Aim of the task:
Look below for the line that contains "pub fn with_parallel_batches(mut", then copy it and each following line exactly, through and including the line that contains "pub fn with_default_professional_id(mut".

** Opening The records block **

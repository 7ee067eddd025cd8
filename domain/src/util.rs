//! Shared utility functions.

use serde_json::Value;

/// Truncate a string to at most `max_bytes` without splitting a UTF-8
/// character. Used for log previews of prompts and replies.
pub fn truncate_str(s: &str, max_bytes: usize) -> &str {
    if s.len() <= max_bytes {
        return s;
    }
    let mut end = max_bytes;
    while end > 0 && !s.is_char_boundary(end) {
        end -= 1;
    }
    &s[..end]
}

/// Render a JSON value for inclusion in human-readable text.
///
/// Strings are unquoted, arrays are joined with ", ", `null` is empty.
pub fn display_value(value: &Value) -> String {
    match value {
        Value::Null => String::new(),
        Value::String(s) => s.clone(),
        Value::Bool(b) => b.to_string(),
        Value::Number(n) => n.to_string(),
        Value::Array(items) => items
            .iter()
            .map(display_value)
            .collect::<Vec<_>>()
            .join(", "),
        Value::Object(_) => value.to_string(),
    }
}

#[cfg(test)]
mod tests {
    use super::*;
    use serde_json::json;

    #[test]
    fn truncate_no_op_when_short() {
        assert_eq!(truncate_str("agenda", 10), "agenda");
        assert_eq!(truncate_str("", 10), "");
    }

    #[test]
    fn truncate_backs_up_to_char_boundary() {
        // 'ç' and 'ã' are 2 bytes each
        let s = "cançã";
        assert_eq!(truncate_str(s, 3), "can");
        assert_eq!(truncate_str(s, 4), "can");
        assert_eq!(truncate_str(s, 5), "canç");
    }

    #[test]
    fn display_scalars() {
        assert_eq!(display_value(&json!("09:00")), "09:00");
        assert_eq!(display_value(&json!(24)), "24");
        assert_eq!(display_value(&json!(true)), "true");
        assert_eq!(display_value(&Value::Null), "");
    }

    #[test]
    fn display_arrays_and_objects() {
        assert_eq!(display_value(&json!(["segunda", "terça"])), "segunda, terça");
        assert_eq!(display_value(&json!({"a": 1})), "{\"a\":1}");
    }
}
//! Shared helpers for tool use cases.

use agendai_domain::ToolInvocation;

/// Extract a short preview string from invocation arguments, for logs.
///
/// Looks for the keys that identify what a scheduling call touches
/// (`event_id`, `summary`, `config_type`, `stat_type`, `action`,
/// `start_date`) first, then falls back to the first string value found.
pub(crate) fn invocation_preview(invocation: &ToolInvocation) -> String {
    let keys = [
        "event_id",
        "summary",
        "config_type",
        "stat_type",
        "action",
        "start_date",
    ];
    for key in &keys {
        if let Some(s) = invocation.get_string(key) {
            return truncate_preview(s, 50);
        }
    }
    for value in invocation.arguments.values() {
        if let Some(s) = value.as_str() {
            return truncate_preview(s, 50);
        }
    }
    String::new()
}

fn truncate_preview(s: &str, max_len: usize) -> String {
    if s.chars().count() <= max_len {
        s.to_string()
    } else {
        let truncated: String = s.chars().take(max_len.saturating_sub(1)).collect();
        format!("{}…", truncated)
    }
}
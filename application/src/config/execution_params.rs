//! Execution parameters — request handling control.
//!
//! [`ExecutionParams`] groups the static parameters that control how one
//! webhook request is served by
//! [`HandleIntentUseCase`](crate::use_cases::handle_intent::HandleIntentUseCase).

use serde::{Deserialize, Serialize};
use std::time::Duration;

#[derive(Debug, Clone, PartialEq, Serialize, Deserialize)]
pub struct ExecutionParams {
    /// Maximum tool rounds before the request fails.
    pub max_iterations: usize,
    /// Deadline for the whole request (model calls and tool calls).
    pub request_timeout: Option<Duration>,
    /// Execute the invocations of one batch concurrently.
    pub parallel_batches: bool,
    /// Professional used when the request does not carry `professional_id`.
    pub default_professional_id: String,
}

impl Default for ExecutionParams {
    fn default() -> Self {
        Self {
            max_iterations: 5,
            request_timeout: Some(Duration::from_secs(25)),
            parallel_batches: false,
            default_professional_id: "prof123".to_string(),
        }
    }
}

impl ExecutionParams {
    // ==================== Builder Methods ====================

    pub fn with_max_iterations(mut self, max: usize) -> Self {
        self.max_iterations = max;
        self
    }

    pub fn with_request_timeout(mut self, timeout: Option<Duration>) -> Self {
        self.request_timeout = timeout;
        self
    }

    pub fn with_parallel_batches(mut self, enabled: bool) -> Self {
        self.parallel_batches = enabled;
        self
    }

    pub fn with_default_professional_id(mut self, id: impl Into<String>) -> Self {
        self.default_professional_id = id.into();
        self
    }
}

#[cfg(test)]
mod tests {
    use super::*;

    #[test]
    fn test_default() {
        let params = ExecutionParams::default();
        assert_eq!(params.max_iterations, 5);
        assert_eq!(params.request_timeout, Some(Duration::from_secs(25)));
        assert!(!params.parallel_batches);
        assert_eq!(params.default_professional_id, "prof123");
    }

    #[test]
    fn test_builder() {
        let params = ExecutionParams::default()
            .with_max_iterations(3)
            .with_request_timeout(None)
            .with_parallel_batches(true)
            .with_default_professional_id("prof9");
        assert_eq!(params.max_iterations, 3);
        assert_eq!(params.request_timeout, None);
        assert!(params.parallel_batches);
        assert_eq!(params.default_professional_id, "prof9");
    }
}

** Closing The records block **
** Opening The records block **

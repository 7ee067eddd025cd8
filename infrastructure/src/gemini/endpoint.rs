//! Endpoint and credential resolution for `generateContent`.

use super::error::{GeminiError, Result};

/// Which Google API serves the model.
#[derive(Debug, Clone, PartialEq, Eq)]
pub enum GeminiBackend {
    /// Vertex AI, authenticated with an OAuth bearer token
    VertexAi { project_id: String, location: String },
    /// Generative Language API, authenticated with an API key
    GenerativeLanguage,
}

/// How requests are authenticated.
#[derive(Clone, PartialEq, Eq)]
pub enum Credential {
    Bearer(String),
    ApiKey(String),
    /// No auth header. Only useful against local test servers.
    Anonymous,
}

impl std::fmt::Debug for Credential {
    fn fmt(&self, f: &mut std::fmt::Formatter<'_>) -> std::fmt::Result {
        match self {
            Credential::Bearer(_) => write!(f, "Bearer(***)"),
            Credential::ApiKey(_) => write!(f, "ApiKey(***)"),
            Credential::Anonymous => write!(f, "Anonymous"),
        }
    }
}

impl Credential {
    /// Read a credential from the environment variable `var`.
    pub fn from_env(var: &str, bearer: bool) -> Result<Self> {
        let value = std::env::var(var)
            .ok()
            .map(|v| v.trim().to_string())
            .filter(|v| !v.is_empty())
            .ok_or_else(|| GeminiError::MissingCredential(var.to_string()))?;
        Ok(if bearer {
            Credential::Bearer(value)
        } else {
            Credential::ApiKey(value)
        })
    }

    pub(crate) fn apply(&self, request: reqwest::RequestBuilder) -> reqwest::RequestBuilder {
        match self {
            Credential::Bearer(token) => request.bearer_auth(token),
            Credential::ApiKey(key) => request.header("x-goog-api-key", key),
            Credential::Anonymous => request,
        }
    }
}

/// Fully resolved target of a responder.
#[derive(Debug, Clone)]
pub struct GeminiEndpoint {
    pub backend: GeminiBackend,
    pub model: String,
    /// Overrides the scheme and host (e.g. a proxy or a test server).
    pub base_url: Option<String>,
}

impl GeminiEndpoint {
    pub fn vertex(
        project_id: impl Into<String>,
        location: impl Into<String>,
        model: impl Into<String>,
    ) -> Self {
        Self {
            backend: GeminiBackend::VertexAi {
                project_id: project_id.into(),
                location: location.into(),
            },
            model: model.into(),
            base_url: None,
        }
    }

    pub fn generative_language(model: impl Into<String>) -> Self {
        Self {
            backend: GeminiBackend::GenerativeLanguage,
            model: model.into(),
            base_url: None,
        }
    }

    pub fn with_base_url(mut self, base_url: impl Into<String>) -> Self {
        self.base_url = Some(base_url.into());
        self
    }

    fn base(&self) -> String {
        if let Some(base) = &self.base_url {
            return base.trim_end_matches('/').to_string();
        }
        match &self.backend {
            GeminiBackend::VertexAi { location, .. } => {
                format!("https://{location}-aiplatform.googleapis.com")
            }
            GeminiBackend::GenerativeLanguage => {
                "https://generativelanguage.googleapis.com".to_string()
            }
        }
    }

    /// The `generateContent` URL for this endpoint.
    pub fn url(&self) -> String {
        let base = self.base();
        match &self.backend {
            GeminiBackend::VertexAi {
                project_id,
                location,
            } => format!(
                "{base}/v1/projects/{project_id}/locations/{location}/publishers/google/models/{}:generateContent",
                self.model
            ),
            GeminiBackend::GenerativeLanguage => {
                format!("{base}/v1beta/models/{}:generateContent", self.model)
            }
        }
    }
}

** Closing The records block **

Solution to this exercise:
    pub fn with_parallel_batches(mut self, enabled: bool) -> Self {
        self.parallel_batches = enabled;
        self
    }

    pub fn with_default_professional_id(mut self, id: impl Into<String>) -> Self {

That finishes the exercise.